Offshore Wind In Europe Won't Need Subsidies Much Longer

AmiMoJo shares a report from Ars Technica: Once renewable sources of electricity meet or beat the costs of fossil fuel generation, everything changes. With the immediate financial benefit just as clear as the long-term environmental benefit, utilities turn their attention to how to make it work rather than debating whether it’s worth the investment. Solar and onshore wind technologies have hit this point in recent years, but the unique challenges presented by offshore wind have required different solutions that have taken time to mature. Governments have provided some subsidies to encourage that progress, and global capacity grew to 28 gigawatts last year. But those subsidies make it trickier to calculate how close to cost-competitive offshore wind has become. A team led by Imperial College London’s Malte Jansen worked to compare 41 offshore wind projects in Europe going back to 2005. The researchers’ analysis suggests offshore wind, at least in Europe, is on the cusp of dropping below the price of more traditional generating plants.

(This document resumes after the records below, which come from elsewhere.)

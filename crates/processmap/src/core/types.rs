//! Core types for diagram processing
//!
//! Closed vocabularies shared by the model and the codec: notations, element
//! kinds, the shape families recognised in draw.io styles, and connection
//! anchors.

use serde::{Deserialize, Serialize};
use std::fmt;
use std::str::FromStr;

use super::DiagramError;

/// Supported diagram families
#[derive(Debug, Clone, Copy, PartialEq, Eq, Default, Hash, Serialize, Deserialize)]
#[serde(rename_all = "lowercase")]
pub enum Notation {
    /// Value-added chain diagram
    #[default]
    Vad,
    /// Event-driven process chain
    Epc,
    /// Organizational chart
    Org,
    /// Basic process notation
    Bpmn,
}

impl Notation {
    /// All notations in catalogue order
    pub const ALL: [Notation; 4] = [Notation::Vad, Notation::Epc, Notation::Org, Notation::Bpmn];

    /// Short tag used in files and on the command line
    pub fn as_str(&self) -> &'static str {
        match self {
            Notation::Vad => "vad",
            Notation::Epc => "epc",
            Notation::Org => "org",
            Notation::Bpmn => "bpmn",
        }
    }
}

impl FromStr for Notation {
    type Err = DiagramError;

    fn from_str(s: &str) -> Result<Self, Self::Err> {
        match s.trim().to_lowercase().as_str() {
            "vad" => Ok(Notation::Vad),
            "epc" => Ok(Notation::Epc),
            "org" => Ok(Notation::Org),
            "bpmn" => Ok(Notation::Bpmn),
            _ => Err(DiagramError::unknown_notation(s)),
        }
    }
}

impl fmt::Display for Notation {
    fn fmt(&self, f: &mut fmt::Formatter<'_>) -> fmt::Result {
        f.write_str(self.as_str())
    }
}

/// Semantic tag of a diagram element
///
/// Tags outside the known vocabulary are kept verbatim in `Other`.
#[derive(Debug, Clone, PartialEq, Eq, Hash, Default, Serialize, Deserialize)]
#[serde(from = "String", into = "String")]
pub enum ElementKind {
    BaseVad,
    DetailVad,
    ExternVad,
    Event,
    Function,
    Connector,
    OrgUnit,
    Person,
    Position,
    Department,
    Note,
    Task,
    Gateway,
    /// VAD sequence arrow
    HasNext,
    Connection,
    #[default]
    Shape,
    Other(String),
}

impl ElementKind {
    pub fn as_str(&self) -> &str {
        match self {
            ElementKind::BaseVad => "baseVAD",
            ElementKind::DetailVad => "detailVAD",
            ElementKind::ExternVad => "externVAD",
            ElementKind::Event => "event",
            ElementKind::Function => "function",
            ElementKind::Connector => "connector",
            ElementKind::OrgUnit => "orgUnit",
            ElementKind::Person => "person",
            ElementKind::Position => "position",
            ElementKind::Department => "department",
            ElementKind::Note => "note",
            ElementKind::Task => "task",
            ElementKind::Gateway => "gateway",
            ElementKind::HasNext => "hasNext",
            ElementKind::Connection => "connection",
            ElementKind::Shape => "shape",
            ElementKind::Other(tag) => tag,
        }
    }

    /// Parse a tag; unknown tags become `Other`
    pub fn from_tag(tag: &str) -> Self {
        match tag {
            "baseVAD" => ElementKind::BaseVad,
            "detailVAD" => ElementKind::DetailVad,
            "externVAD" => ElementKind::ExternVad,
            "event" => ElementKind::Event,
            "function" => ElementKind::Function,
            "connector" => ElementKind::Connector,
            "orgUnit" => ElementKind::OrgUnit,
            "person" => ElementKind::Person,
            "position" => ElementKind::Position,
            "department" => ElementKind::Department,
            "note" => ElementKind::Note,
            "task" => ElementKind::Task,
            "gateway" => ElementKind::Gateway,
            "hasNext" => ElementKind::HasNext,
            "connection" => ElementKind::Connection,
            "shape" | "" => ElementKind::Shape,
            other => ElementKind::Other(other.to_string()),
        }
    }

    /// Edge kinds
    pub fn is_connection(&self) -> bool {
        matches!(self, ElementKind::HasNext | ElementKind::Connection)
    }

    /// The three value-chain process subtypes
    pub fn is_vad_process(&self) -> bool {
        matches!(
            self,
            ElementKind::BaseVad | ElementKind::DetailVad | ElementKind::ExternVad
        )
    }
}

impl From<String> for ElementKind {
    fn from(tag: String) -> Self {
        ElementKind::from_tag(&tag)
    }
}

impl From<&str> for ElementKind {
    fn from(tag: &str) -> Self {
        ElementKind::from_tag(tag)
    }
}

impl From<ElementKind> for String {
    fn from(kind: ElementKind) -> Self {
        kind.as_str().to_string()
    }
}

impl fmt::Display for ElementKind {
    fn fmt(&self, f: &mut fmt::Formatter<'_>) -> fmt::Result {
        f.write_str(self.as_str())
    }
}

/// Shape family recognised from a draw.io style string
#[derive(Debug, Clone, Copy, PartialEq, Eq, Default, Hash)]
pub enum ShapeKind {
    /// Value-chain chevron (`mxgraph.arrows2.arrow`)
    Chevron,
    Hexagon,
    Rhombus,
    Ellipse,
    Note,
    #[default]
    Rectangle,
}

impl fmt::Display for ShapeKind {
    fn fmt(&self, f: &mut fmt::Formatter<'_>) -> fmt::Result {
        match self {
            ShapeKind::Chevron => write!(f, "chevron"),
            ShapeKind::Hexagon => write!(f, "hexagon"),
            ShapeKind::Rhombus => write!(f, "rhombus"),
            ShapeKind::Ellipse => write!(f, "ellipse"),
            ShapeKind::Note => write!(f, "note"),
            ShapeKind::Rectangle => write!(f, "rectangle"),
        }
    }
}

/// Side of a shape a connection attaches to
#[derive(Debug, Clone, Copy, PartialEq, Eq, Hash, Serialize, Deserialize)]
#[serde(rename_all = "lowercase")]
pub enum Anchor {
    Top,
    Right,
    Bottom,
    Left,
}

impl Anchor {
    /// Relative draw.io constraint (`exitX/exitY` or `entryX/entryY`)
    pub fn constraint(&self) -> (f64, f64) {
        match self {
            Anchor::Top => (0.5, 0.0),
            Anchor::Right => (1.0, 0.5),
            Anchor::Bottom => (0.5, 1.0),
            Anchor::Left => (0.0, 0.5),
        }
    }

    /// Map a relative constraint back to a side, if it is one of the four midpoints
    pub fn from_constraint(x: f64, y: f64) -> Option<Self> {
        [Anchor::Top, Anchor::Right, Anchor::Bottom, Anchor::Left]
            .into_iter()
            .find(|anchor| anchor.constraint() == (x, y))
    }
}

impl fmt::Display for Anchor {
    fn fmt(&self, f: &mut fmt::Formatter<'_>) -> fmt::Result {
        match self {
            Anchor::Top => write!(f, "top"),
            Anchor::Right => write!(f, "right"),
            Anchor::Bottom => write!(f, "bottom"),
            Anchor::Left => write!(f, "left"),
        }
    }
}

#[cfg(test)]
mod tests {
    use super::*;

    #[test]
    fn test_notation_parsing() {
        assert_eq!("vad".parse::<Notation>().unwrap(), Notation::Vad);
        assert_eq!("EPC".parse::<Notation>().unwrap(), Notation::Epc);
        assert_eq!(" org ".parse::<Notation>().unwrap(), Notation::Org);
        assert_eq!("bpmn".parse::<Notation>().unwrap(), Notation::Bpmn);
        assert!(matches!(
            "uml".parse::<Notation>(),
            Err(DiagramError::UnknownNotation { .. })
        ));
    }

    #[test]
    fn test_notation_display_and_serde() {
        assert_eq!(Notation::Epc.to_string(), "epc");
        assert_eq!(serde_json::to_string(&Notation::Bpmn).unwrap(), "\"bpmn\"");
        assert_eq!(Notation::default(), Notation::Vad);
    }

    #[test]
    fn test_element_kind_tags() {
        for tag in [
            "baseVAD",
            "detailVAD",
            "externVAD",
            "event",
            "function",
            "connector",
            "orgUnit",
            "person",
            "position",
            "department",
            "note",
            "task",
            "gateway",
            "hasNext",
            "connection",
            "shape",
        ] {
            let kind = ElementKind::from_tag(tag);
            assert!(!matches!(kind, ElementKind::Other(_)), "{tag} not known");
            assert_eq!(kind.as_str(), tag);
        }
        assert_eq!(
            ElementKind::from_tag("swimlane"),
            ElementKind::Other("swimlane".to_string())
        );
    }

    #[test]
    fn test_element_kind_serde_uses_tags() {
        let json = serde_json::to_string(&ElementKind::BaseVad).unwrap();
        assert_eq!(json, "\"baseVAD\"");
        let kind: ElementKind = serde_json::from_str("\"custom\"").unwrap();
        assert_eq!(kind, ElementKind::Other("custom".to_string()));
    }

    #[test]
    fn test_element_kind_predicates() {
        assert!(ElementKind::HasNext.is_connection());
        assert!(ElementKind::Connection.is_connection());
        assert!(!ElementKind::Event.is_connection());
        assert!(ElementKind::DetailVad.is_vad_process());
        assert!(!ElementKind::Function.is_vad_process());
    }

    #[test]
    fn test_anchor_constraints() {
        for anchor in [Anchor::Top, Anchor::Right, Anchor::Bottom, Anchor::Left] {
            let (x, y) = anchor.constraint();
            assert_eq!(Anchor::from_constraint(x, y), Some(anchor));
        }
        assert_eq!(Anchor::from_constraint(0.25, 0.0), None);
    }

    #[test]
    fn test_shape_kind_display() {
        assert_eq!(ShapeKind::Chevron.to_string(), "chevron");
        assert_eq!(ShapeKind::default(), ShapeKind::Rectangle);
    }
}
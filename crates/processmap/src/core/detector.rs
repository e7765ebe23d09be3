//! Core detector trait for notation identification
//!
//! Detectors look at the raw style strings of a document's cells and decide
//! whether they belong to a notation. They never see the configuration and
//! never parse XML themselves.

use super::Notation;

/// Core trait for notation detectors
///
/// # Example
/// ```
/// use processmap::core::{Detector, Notation};
/// use processmap::plugins::notation::EpcDetector;
///
/// let detector = EpcDetector::new();
/// let styles = vec!["shape=hexagon;fillColor=#ffe6cc".to_string()];
/// assert!(detector.detect(&styles));
/// assert_eq!(detector.notation(), Notation::Epc);
/// ```
pub trait Detector: Send + Sync {
    /// Whether any of the cell styles marks this notation
    fn detect(&self, styles: &[String]) -> bool;

    /// Share of cell styles carrying this notation's markers (0.0 to 1.0)
    fn confidence(&self, styles: &[String]) -> f64;

    /// The notation this detector recognises
    fn notation(&self) -> Notation;

    /// Key markers this detector looks for
    fn patterns(&self) -> Vec<&'static str>;
}

#[cfg(test)]
mod tests {
    use super::*;
    use crate::plugins::notation::{OrgDetector, VadDetector};

    #[test]
    fn test_detector_trait_objects() {
        let detectors: Vec<Box<dyn Detector>> =
            vec![Box::new(VadDetector::new()), Box::new(OrgDetector::new())];
        let notations: Vec<Notation> = detectors.iter().map(|d| d.notation()).collect();
        assert_eq!(notations, vec![Notation::Vad, Notation::Org]);
    }

    #[test]
    fn test_confidence_is_a_share() {
        let detector = VadDetector::new();
        let styles = vec![
            "fillColor=#B9E0A5".to_string(),
            "fillColor=#ffffff".to_string(),
        ];
        assert!(detector.detect(&styles));
        assert_eq!(detector.confidence(&styles), 0.5);
        assert_eq!(detector.confidence(&[]), 0.0);
    }
}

Bids to provide electricity in these auctions have ranged from 0 euros to 150 euros per megawatt-hour, with that value setting the minimum guaranteed price. The 0-euro bids came in recent auctions in Germany and the Netherlands, and they represent utilities that were confident in their unsubsidized revenue selling at wholesale market prices. The researchers’ estimates for actual revenue at these wind farms came in at 50-150 euros per megawatt-hour. But the interesting thing is the downward trend over time — dropping about 6 percent per year over the whole time period, and more like 12 percent per year if you start with 2015. For wind farms that won’t start operating until after this year, the range drops to 50-70 euros per megawatt-hour. And 50 euros, the researchers say, is at the “lower end of [cost] estimates for fossil fuel generators.” That means subsidies have also been declining over time. In fact, the average is on track to hit zero by 2025. And if electricity prices rise at all in the coming years, a few wind farms that have already been bid will turn out to be subsidy-free in the final accounting. The researchers paint this as a success story. The researchers report their findings in the journal Nature Energy.